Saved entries
+++
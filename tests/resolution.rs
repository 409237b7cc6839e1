// tests/resolution.rs

mod common;
use crate::common::{asset, folder, init_tracing, TemplateBuilder, TreeBuilder};

use folderflow::engine::{FlowEngine, Governance, RuntimeOptions};
use folderflow::template::TemplateStore;
use folderflow::tree::{affected_set, resolve};

#[test]
fn nearest_same_kind_template_wins() {
    init_tracing();
    let storage = TreeBuilder::new()
        .asset("Assets/F/G/a.png")
        .template(TemplateBuilder::texture("Assets/F").subfolders())
        .template(TemplateBuilder::texture("Assets/F/G"))
        .build();
    let store = TemplateStore::new(&storage);

    let governing = resolve(&store, &asset("Assets/F/G/a.png")).unwrap();
    assert_eq!(governing.folder(), &folder("Assets/F/G"));
}

#[test]
fn nearer_wrong_kind_template_blocks_ascent() {
    init_tracing();
    let storage = TreeBuilder::new()
        .asset("Assets/F/G/H/a.png")
        .template(TemplateBuilder::texture("Assets/F").subfolders())
        .template(TemplateBuilder::audio("Assets/F/G").subfolders())
        .build();
    let store = TemplateStore::new(&storage);

    assert!(resolve(&store, &asset("Assets/F/G/H/a.png")).is_none());
}

#[test]
fn outer_template_reaches_through_empty_folders() {
    init_tracing();
    let storage = TreeBuilder::new()
        .asset("Assets/F/x/y/z/a.png")
        .template(TemplateBuilder::texture("Assets/F").subfolders())
        .build();
    let store = TemplateStore::new(&storage);

    let governing = resolve(&store, &asset("Assets/F/x/y/z/a.png")).unwrap();
    assert_eq!(governing.folder(), &folder("Assets/F"));
}

#[test]
fn nested_template_without_subfolders_leaves_a_gap() {
    init_tracing();
    // The nested template claims its subtree but only governs its own
    // folder, so Deep/ is governed by neither.
    let storage = TreeBuilder::new()
        .assets(&["Assets/a.png", "Assets/Art/b.png", "Assets/Art/Deep/c.png"])
        .template(TemplateBuilder::texture("Assets").subfolders())
        .template(TemplateBuilder::texture("Assets/Art"))
        .build();
    let store = TemplateStore::new(&storage);

    assert_eq!(
        resolve(&store, &asset("Assets/Art/b.png")).map(|t| t.folder().clone()),
        Some(folder("Assets/Art"))
    );
    assert!(resolve(&store, &asset("Assets/Art/Deep/c.png")).is_none());

    let outer = store.template_in_folder(&folder("Assets")).unwrap();
    let members: Vec<_> = affected_set(&store, &outer)
        .into_iter()
        .map(|a| a.path)
        .collect();
    assert_eq!(members, vec![asset("Assets/a.png")]);
}

#[test]
fn resolver_and_affected_set_agree() {
    init_tracing();
    let storage = TreeBuilder::new()
        .assets(&[
            "Assets/a.png",
            "Assets/m.fbx",
            "Assets/Art/b.png",
            "Assets/Art/Ui/c.png",
            "Props/d.fbx",
            "Props/Sub/e.fbx",
        ])
        .template(TemplateBuilder::texture("Assets").subfolders())
        .template(TemplateBuilder::texture("Assets/Art").subfolders())
        .template(TemplateBuilder::model("Props").subfolders())
        .build();
    let store = TemplateStore::new(&storage);

    let mut seen = 0;
    for template in store.all_templates() {
        for member in affected_set(&store, &template) {
            let governing = resolve(&store, &member.path).unwrap();
            assert_eq!(governing.folder(), template.folder(), "for {}", member.path);
            seen += 1;
        }
    }
    assert_eq!(seen, 5);
    assert!(resolve(&store, &asset("Assets/m.fbx")).is_none());
}

#[test]
fn other_kind_nested_template_only_blocks_the_upward_walk() {
    init_tracing();
    let storage = TreeBuilder::new()
        .asset("Assets/Sfx/a.png")
        .template(TemplateBuilder::texture("Assets").subfolders())
        .template(TemplateBuilder::audio("Assets/Sfx"))
        .build();
    let store = TemplateStore::new(&storage);

    let outer = store.template_in_folder(&folder("Assets")).unwrap();
    assert_eq!(affected_set(&store, &outer).len(), 1);
    assert!(resolve(&store, &asset("Assets/Sfx/a.png")).is_none());
}

#[test]
fn governance_reports_all_three_states() {
    init_tracing();
    let storage = TreeBuilder::new()
        .assets(&["Assets/Art/a.png", "Assets/Art/b.png", "Loose/c.png", "Loose/notes.txt"])
        .template(TemplateBuilder::texture("Assets/Art").exclude("Assets/Art/b.png"))
        .template(TemplateBuilder::audio("Loose"))
        .build();
    let engine = FlowEngine::new(storage, RuntimeOptions::default());

    assert_eq!(
        engine.governance(&asset("Assets/Art/a.png")),
        Some(Governance::Managed {
            template: folder("Assets/Art")
        })
    );
    assert_eq!(
        engine.governance(&asset("Assets/Art/b.png")),
        Some(Governance::Excluded {
            template: folder("Assets/Art")
        })
    );
    // Loose/ already holds an audio template, so no texture template can be
    // created there.
    assert_eq!(
        engine.governance(&asset("Loose/c.png")),
        Some(Governance::Ungoverned {
            can_create_template: false
        })
    );
    assert_eq!(engine.governance(&asset("Loose/notes.txt")), None);
}
// src/validators/dimensions.rs

//! Pixel-dimension rules. Assets without dimensions (models, audio, or
//! textures the host could not measure) are rejected by all of them.

use anyhow::Result;

use crate::types::AssetInfo;
use crate::validators::{AssetValidator, Verdict};

const NO_DIMENSIONS: &str = "asset has no pixel dimensions";

#[derive(Debug, Clone, Copy, Default)]
pub struct PowerOfTwoValidator;

impl AssetValidator for PowerOfTwoValidator {
    fn name(&self) -> &str {
        "power_of_two"
    }

    fn check(&self, asset: &AssetInfo) -> Result<Verdict> {
        let Some((width, height)) = asset.dimensions else {
            return Ok(Verdict::invalid(NO_DIMENSIONS));
        };

        let verdict = match (width.is_power_of_two(), height.is_power_of_two()) {
            (true, true) => Verdict::Valid,
            (false, true) => Verdict::invalid(format!("width {width} is not a power of two")),
            (true, false) => Verdict::invalid(format!("height {height} is not a power of two")),
            (false, false) => Verdict::invalid(format!(
                "width {width} and height {height} are not powers of two"
            )),
        };
        Ok(verdict)
    }
}

#[derive(Debug, Clone, Copy, Default)]
pub struct SquareValidator;

impl AssetValidator for SquareValidator {
    fn name(&self) -> &str {
        "square"
    }

    fn check(&self, asset: &AssetInfo) -> Result<Verdict> {
        match asset.dimensions {
            None => Ok(Verdict::invalid(NO_DIMENSIONS)),
            Some((w, h)) if w == h => Ok(Verdict::Valid),
            Some((w, h)) => Ok(Verdict::invalid(format!(
                "width must equal height (got {w}x{h})"
            ))),
        }
    }
}

#[derive(Debug, Clone, Copy)]
pub struct ExactSizeValidator {
    width: u32,
    height: u32,
}

impl ExactSizeValidator {
    pub fn new(width: u32, height: u32) -> Self {
        Self { width, height }
    }
}

impl AssetValidator for ExactSizeValidator {
    fn name(&self) -> &str {
        "exact_size"
    }

    fn check(&self, asset: &AssetInfo) -> Result<Verdict> {
        match asset.dimensions {
            None => Ok(Verdict::invalid(NO_DIMENSIONS)),
            Some(dims) if dims == (self.width, self.height) => Ok(Verdict::Valid),
            Some((w, h)) => Ok(Verdict::invalid(format!(
                "size must be {}x{} (got {w}x{h})",
                self.width, self.height
            ))),
        }
    }
}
+++
• Task requirements
How many lines of the data contain the word "must"? Answer with the number alone.

• Task solution
2